A theme is the idea or concept behind your event that can give the event structure. Having a theme can benefit an event in many ways, but it does come with a few drawbacks. So should your event be themed or themeless?

Benefits of having a theme

It can make your event memorable. A theme can make your event distinctive and memorable for guests. By selecting a theme that is unique and fully committing to it, you can wow your attendees and drive your event message home.

It can help steer your event planning. Having a theme in place can help dictate your event planning decisions. A theme can provide a rough guideline for your event so that you can streamline your planning process.

It can engage your guests. A theme creates a point of difference that will be compelling for your guests. Themed audiovisual elements or a themed dress code will help your guests be fully committed to your event and immersed in the event experience.

It can reinforce your event message. If chosen well, a theme can elevate your event message, help with your branding and make an impact on your guests. In order to enhance your event message, your theme should be chosen with your event objective in mind and at the forefront of your planning process.

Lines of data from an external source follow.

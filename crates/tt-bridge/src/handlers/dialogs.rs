use std::path::PathBuf;

use serde_json::{json, Value};

use crate::dispatch::{HostServices, RequestResult};

fn path_payload(path: Option<PathBuf>) -> Option<Value> {
    path.map(|p| json!({ "path": p.to_string_lossy() }))
}

/// `open-file-dialog`: pick a `.torrent` file. Cancel is a success with no
/// payload.
pub fn handle_open_file_dialog<S: HostServices + ?Sized>(services: &mut S) -> RequestResult {
    Ok(path_payload(services.pick_torrent_file()))
}

/// `browse-directory`: pick a folder, starting at `payload.path` when given.
pub fn handle_browse_directory<S: HostServices + ?Sized>(
    services: &mut S,
    payload: Option<&Value>,
) -> RequestResult {
    let initial = payload
        .and_then(|p| p.get("path"))
        .and_then(Value::as_str)
        .map(str::trim)
        .filter(|s| !s.is_empty())
        .map(PathBuf::from);

    Ok(path_payload(services.pick_folder(initial.as_deref())))
}

#[cfg(test)]
mod tests {
    use super::*;
    use crate::dispatch::tests::FakeHost;

    #[test]
    fn cancelled_pickers_succeed_without_payload() {
        let mut host = FakeHost::alive();
        assert_eq!(handle_open_file_dialog(&mut host), Ok(None));
        assert_eq!(handle_browse_directory(&mut host, None), Ok(None));
    }

    #[test]
    fn picked_file_is_returned_as_path() {
        let mut host = FakeHost {
            picked_file: Some(PathBuf::from("/downloads/linux.torrent")),
            ..FakeHost::alive()
        };
        assert_eq!(
            handle_open_file_dialog(&mut host),
            Ok(Some(json!({"path": "/downloads/linux.torrent"})))
        );
    }

    #[test]
    fn browse_passes_trimmed_initial_directory() {
        let mut host = FakeHost {
            picked_folder: Some(PathBuf::from("/media/disk")),
            ..FakeHost::alive()
        };
        let payload = json!({"path": "  /media  "});
        assert_eq!(
            handle_browse_directory(&mut host, Some(&payload)),
            Ok(Some(json!({"path": "/media/disk"})))
        );
        assert_eq!(host.folder_initial, Some(PathBuf::from("/media")));
    }

    #[test]
    fn browse_ignores_blank_initial_directory() {
        let mut host = FakeHost::alive();
        let payload = json!({"path": ""});
        handle_browse_directory(&mut host, Some(&payload)).unwrap();
        assert_eq!(host.folder_initial, None);
    }
}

The drawbacks of having a theme

It’s not always practical. Events like roundtables and seminars aren’t as well-suited to having a theme as Christmas parties and gala dinners. Information-focused events like these will have focus topics already, so having a theme could distract from the discussion topic at hand.

It can limit your choices. After selecting a theme, your event decisions will be driven by it. While this isn’t alway a problem (it can give you focus and clarity in the planning process), having a theme can make your event decisions more limited.

It might distract from your messaging. If executed well, a theme can help reinforce your event message and key takeaways, but if your theme doesn’t meld with your event objective, it can do the complete opposite. You’ll want your guests to remember your event for its message, not just the theme. So if you think a theme might distract from your message and branding, it’s better to go without.

If you choose to have a themeless event, you can still make an impact through unique styling and a branded colour scheme. Creative lighting and decorations can help deliver your branding and boost your event message.

If you choose to have a theme, you can promote it through your audiovisual elements, dress code, invitations, programs, marketing, decor, entertainment, food and music.  

Stuck for ideas? Here are a few themes that we have coordinated in the past: wild west, roaring 20s, the 80s, the 90s, pop star, masquerade, acrobatic and circus theme, chocolate fantasy, black and gold, global cuisine, the Olympics, and a jungle theme. While a theme should have a strong presence and be consistent across your event, it can be as flexible as you’d like it to be! If you would like help with your next event, contact us today.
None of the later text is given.